What you should do: Reproduce the records below exactly, but only between the lines holding "pub fn on_key(mut" and "let ch = match", inclusive.

Records to use:
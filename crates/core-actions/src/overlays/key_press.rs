//! Single-key confirmation: a prompt plus a table of rune → action.
//! Enter triggers the default rune; unknown keys re-show the prompt.

use super::Overlay;
use crate::editor::Editor;
use core_events::{KeyCode, KeyEvent};

type KeyAction = Box<dyn FnOnce(&mut Editor)>;

pub struct KeyPressMode {
    actions: Vec<(char, KeyAction)>,
    default: char,
    prompt: String,
}

impl KeyPressMode {
    pub fn new(
        ed: &mut Editor,
        actions: Vec<(char, KeyAction)>,
        default: char,
        prompt: impl Into<String>,
    ) -> KeyPressMode {
        let prompt = prompt.into();
        ed.set_status(prompt.clone());
        KeyPressMode {
            actions,
            default,
            prompt,
        }
    }

    pub fn on_key(mut self, ed: &mut Editor, ev: &KeyEvent) -> Option<Overlay> {
        if !ev.mods.is_empty() && !ev.is_ctrl('j') {
            return Some(Overlay::KeyPress(self));
        }
        let ch = match ev.code {
            KeyCode::Enter => self.default,
            _ if ev.is_ctrl('j') => self.default,
            KeyCode::Char(c) => c,
            _ => {
                ed.set_status(self.prompt.clone());
                return Some(Overlay::KeyPress(self));
            }
        };
        if let Some(i) = self.actions.iter().position(|(c, _)| *c == ch) {
            let (_, action) = self.actions.remove(i);
            action(ed);
            return None;
        }
        ed.set_status(self.prompt.clone());
        Some(Overlay::KeyPress(self))
    }
}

Worked solution:
    pub fn on_key(mut self, ed: &mut Editor, ev: &KeyEvent) -> Option<Overlay> {
        if !ev.mods.is_empty() && !ev.is_ctrl('j') {
            return Some(Overlay::KeyPress(self));
        }
        let ch = match ev.code {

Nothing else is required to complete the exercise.